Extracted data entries

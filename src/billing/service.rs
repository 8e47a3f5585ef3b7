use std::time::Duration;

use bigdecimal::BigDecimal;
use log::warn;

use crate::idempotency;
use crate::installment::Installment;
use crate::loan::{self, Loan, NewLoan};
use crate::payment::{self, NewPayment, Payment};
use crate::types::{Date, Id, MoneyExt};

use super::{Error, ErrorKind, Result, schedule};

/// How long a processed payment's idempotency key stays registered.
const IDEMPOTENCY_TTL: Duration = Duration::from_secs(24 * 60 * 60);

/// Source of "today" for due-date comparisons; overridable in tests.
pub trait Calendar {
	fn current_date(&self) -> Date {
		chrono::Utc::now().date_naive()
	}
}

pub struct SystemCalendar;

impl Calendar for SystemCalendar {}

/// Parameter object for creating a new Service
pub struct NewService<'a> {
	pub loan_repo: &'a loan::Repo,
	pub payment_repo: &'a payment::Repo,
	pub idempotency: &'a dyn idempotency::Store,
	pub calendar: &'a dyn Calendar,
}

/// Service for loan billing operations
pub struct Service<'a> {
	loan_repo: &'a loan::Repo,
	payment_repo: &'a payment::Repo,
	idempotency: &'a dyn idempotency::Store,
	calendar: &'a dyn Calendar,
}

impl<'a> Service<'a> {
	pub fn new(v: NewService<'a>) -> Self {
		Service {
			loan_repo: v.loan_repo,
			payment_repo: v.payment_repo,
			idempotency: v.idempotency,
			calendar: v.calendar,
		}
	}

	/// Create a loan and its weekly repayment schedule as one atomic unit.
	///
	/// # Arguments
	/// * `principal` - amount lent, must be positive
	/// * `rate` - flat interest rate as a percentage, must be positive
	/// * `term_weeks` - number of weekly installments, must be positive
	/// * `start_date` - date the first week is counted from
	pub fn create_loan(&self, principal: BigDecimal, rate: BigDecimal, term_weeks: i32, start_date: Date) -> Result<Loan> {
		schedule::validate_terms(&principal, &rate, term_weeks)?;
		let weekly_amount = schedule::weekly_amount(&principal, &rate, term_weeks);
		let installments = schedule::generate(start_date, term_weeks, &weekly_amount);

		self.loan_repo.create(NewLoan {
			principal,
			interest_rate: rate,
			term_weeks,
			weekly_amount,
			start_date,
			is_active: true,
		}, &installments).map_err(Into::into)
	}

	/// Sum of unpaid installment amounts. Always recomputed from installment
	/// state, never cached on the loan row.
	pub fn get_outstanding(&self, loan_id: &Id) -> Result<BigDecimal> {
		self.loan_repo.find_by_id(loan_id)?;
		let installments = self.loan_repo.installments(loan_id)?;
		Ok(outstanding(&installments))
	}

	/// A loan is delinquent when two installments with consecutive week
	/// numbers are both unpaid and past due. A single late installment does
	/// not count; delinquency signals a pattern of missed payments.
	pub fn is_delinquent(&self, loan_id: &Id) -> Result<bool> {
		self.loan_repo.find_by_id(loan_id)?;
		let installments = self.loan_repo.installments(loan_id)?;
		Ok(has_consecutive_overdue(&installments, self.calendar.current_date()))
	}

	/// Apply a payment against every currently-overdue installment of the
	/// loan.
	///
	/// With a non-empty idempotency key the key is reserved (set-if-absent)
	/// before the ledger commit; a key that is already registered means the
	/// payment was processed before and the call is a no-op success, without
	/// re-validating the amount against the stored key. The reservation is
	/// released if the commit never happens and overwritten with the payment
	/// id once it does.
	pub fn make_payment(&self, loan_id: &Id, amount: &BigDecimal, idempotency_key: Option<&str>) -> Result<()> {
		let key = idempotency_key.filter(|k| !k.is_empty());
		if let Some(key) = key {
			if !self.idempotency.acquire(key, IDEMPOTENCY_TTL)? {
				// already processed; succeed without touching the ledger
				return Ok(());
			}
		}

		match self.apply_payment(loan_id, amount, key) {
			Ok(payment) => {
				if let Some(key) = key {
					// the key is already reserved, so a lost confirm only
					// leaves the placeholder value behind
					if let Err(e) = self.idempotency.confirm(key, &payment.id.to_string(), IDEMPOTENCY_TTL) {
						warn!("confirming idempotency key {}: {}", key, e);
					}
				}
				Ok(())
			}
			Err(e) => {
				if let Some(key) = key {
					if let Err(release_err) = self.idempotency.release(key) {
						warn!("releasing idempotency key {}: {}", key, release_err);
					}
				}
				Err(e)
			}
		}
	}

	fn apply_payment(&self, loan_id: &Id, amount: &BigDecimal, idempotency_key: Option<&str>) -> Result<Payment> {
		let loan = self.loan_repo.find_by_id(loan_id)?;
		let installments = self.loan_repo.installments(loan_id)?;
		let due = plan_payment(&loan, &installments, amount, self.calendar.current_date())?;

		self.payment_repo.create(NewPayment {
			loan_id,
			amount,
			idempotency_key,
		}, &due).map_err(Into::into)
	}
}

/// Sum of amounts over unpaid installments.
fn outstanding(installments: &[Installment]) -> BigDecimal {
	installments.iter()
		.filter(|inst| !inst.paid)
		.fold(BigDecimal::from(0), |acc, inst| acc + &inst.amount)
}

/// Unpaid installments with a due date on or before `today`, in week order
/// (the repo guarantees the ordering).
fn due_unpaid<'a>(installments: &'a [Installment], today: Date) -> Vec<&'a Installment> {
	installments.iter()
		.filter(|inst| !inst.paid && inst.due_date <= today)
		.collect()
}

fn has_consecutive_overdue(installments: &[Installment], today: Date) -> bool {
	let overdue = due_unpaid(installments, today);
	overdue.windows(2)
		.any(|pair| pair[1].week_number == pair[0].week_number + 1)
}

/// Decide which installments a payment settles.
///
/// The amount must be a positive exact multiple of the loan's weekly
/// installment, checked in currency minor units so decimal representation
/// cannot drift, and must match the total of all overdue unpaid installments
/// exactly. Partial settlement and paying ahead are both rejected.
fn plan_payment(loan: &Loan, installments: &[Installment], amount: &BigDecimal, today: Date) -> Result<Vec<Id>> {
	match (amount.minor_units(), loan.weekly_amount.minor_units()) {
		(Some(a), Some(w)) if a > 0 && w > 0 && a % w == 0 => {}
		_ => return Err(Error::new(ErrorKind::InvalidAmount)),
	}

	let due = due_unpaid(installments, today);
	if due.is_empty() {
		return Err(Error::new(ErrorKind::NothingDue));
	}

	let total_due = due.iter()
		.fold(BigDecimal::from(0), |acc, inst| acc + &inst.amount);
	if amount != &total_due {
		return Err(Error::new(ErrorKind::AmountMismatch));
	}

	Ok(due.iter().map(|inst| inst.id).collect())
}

- What you need to do:
Retype the records above exactly, so that no line differs from its source.

- The completed task:
filename src/billing/service.rs
repository 8e47a3f5585ef3b7
use std::time::Duration;

use bigdecimal::BigDecimal;
use log::warn;

use crate::idempotency;
use crate::installment::Installment;
use crate::loan::{self, Loan, NewLoan};
use crate::payment::{self, NewPayment, Payment};
use crate::types::{Date, Id, MoneyExt};

use super::{Error, ErrorKind, Result, schedule};

/// How long a processed payment's idempotency key stays registered.
const IDEMPOTENCY_TTL: Duration = Duration::from_secs(24 * 60 * 60);

/// Source of "today" for due-date comparisons; overridable in tests.
pub trait Calendar {
	fn current_date(&self) -> Date {
		chrono::Utc::now().date_naive()
	}
}

pub struct SystemCalendar;

impl Calendar for SystemCalendar {}

/// Parameter object for creating a new Service
pub struct NewService<'a> {
	pub loan_repo: &'a loan::Repo,
	pub payment_repo: &'a payment::Repo,
	pub idempotency: &'a dyn idempotency::Store,
	pub calendar: &'a dyn Calendar,
}

/// Service for loan billing operations
pub struct Service<'a> {
	loan_repo: &'a loan::Repo,
	payment_repo: &'a payment::Repo,
	idempotency: &'a dyn idempotency::Store,
	calendar: &'a dyn Calendar,
}

impl<'a> Service<'a> {
	pub fn new(v: NewService<'a>) -> Self {
		Service {
			loan_repo: v.loan_repo,
			payment_repo: v.payment_repo,
			idempotency: v.idempotency,
			calendar: v.calendar,
		}
	}

	/// Create a loan and its weekly repayment schedule as one atomic unit.
	///
	/// # Arguments
	/// * `principal` - amount lent, must be positive
	/// * `rate` - flat interest rate as a percentage, must be positive
	/// * `term_weeks` - number of weekly installments, must be positive
	/// * `start_date` - date the first week is counted from
	pub fn create_loan(&self, principal: BigDecimal, rate: BigDecimal, term_weeks: i32, start_date: Date) -> Result<Loan> {
		schedule::validate_terms(&principal, &rate, term_weeks)?;
		let weekly_amount = schedule::weekly_amount(&principal, &rate, term_weeks);
		let installments = schedule::generate(start_date, term_weeks, &weekly_amount);

		self.loan_repo.create(NewLoan {
			principal,
			interest_rate: rate,
			term_weeks,
			weekly_amount,
			start_date,
			is_active: true,
		}, &installments).map_err(Into::into)
	}

	/// Sum of unpaid installment amounts. Always recomputed from installment
	/// state, never cached on the loan row.
	pub fn get_outstanding(&self, loan_id: &Id) -> Result<BigDecimal> {
		self.loan_repo.find_by_id(loan_id)?;
		let installments = self.loan_repo.installments(loan_id)?;
		Ok(outstanding(&installments))
	}

	/// A loan is delinquent when two installments with consecutive week
	/// numbers are both unpaid and past due. A single late installment does
	/// not count; delinquency signals a pattern of missed payments.
	pub fn is_delinquent(&self, loan_id: &Id) -> Result<bool> {
		self.loan_repo.find_by_id(loan_id)?;
		let installments = self.loan_repo.installments(loan_id)?;
		Ok(has_consecutive_overdue(&installments, self.calendar.current_date()))
	}

	/// Apply a payment against every currently-overdue installment of the
	/// loan.
	///
	/// With a non-empty idempotency key the key is reserved (set-if-absent)
	/// before the ledger commit; a key that is already registered means the
	/// payment was processed before and the call is a no-op success, without
	/// re-validating the amount against the stored key. The reservation is
	/// released if the commit never happens and overwritten with the payment
	/// id once it does.
	pub fn make_payment(&self, loan_id: &Id, amount: &BigDecimal, idempotency_key: Option<&str>) -> Result<()> {
		let key = idempotency_key.filter(|k| !k.is_empty());
		if let Some(key) = key {
			if !self.idempotency.acquire(key, IDEMPOTENCY_TTL)? {
				// already processed; succeed without touching the ledger
				return Ok(());
			}
		}

		match self.apply_payment(loan_id, amount, key) {
			Ok(payment) => {
				if let Some(key) = key {
					// the key is already reserved, so a lost confirm only
					// leaves the placeholder value behind
					if let Err(e) = self.idempotency.confirm(key, &payment.id.to_string(), IDEMPOTENCY_TTL) {
						warn!("confirming idempotency key {}: {}", key, e);
					}
				}
				Ok(())
			}
			Err(e) => {
				if let Some(key) = key {
					if let Err(release_err) = self.idempotency.release(key) {
						warn!("releasing idempotency key {}: {}", key, release_err);
					}
				}
				Err(e)
			}
		}
	}

	fn apply_payment(&self, loan_id: &Id, amount: &BigDecimal, idempotency_key: Option<&str>) -> Result<Payment> {
		let loan = self.loan_repo.find_by_id(loan_id)?;
		let installments = self.loan_repo.installments(loan_id)?;
		let due = plan_payment(&loan, &installments, amount, self.calendar.current_date())?;

		self.payment_repo.create(NewPayment {
			loan_id,
			amount,
			idempotency_key,
		}, &due).map_err(Into::into)
	}
}

/// Sum of amounts over unpaid installments.
fn outstanding(installments: &[Installment]) -> BigDecimal {
	installments.iter()
		.filter(|inst| !inst.paid)
		.fold(BigDecimal::from(0), |acc, inst| acc + &inst.amount)
}

/// Unpaid installments with a due date on or before `today`, in week order
/// (the repo guarantees the ordering).
fn due_unpaid<'a>(installments: &'a [Installment], today: Date) -> Vec<&'a Installment> {
	installments.iter()
		.filter(|inst| !inst.paid && inst.due_date <= today)
		.collect()
}

fn has_consecutive_overdue(installments: &[Installment], today: Date) -> bool {
	let overdue = due_unpaid(installments, today);
	overdue.windows(2)
		.any(|pair| pair[1].week_number == pair[0].week_number + 1)
}

/// Decide which installments a payment settles.
///
/// The amount must be a positive exact multiple of the loan's weekly
/// installment, checked in currency minor units so decimal representation
/// cannot drift, and must match the total of all overdue unpaid installments
/// exactly. Partial settlement and paying ahead are both rejected.
fn plan_payment(loan: &Loan, installments: &[Installment], amount: &BigDecimal, today: Date) -> Result<Vec<Id>> {
	match (amount.minor_units(), loan.weekly_amount.minor_units()) {
		(Some(a), Some(w)) if a > 0 && w > 0 && a % w == 0 => {}
		_ => return Err(Error::new(ErrorKind::InvalidAmount)),
	}

	let due = due_unpaid(installments, today);
	if due.is_empty() {
		return Err(Error::new(ErrorKind::NothingDue));
	}

	let total_due = due.iter()
		.fold(BigDecimal::from(0), |acc, inst| acc + &inst.amount);
	if amount != &total_due {
		return Err(Error::new(ErrorKind::AmountMismatch));
	}

	Ok(due.iter().map(|inst| inst.id).collect())
}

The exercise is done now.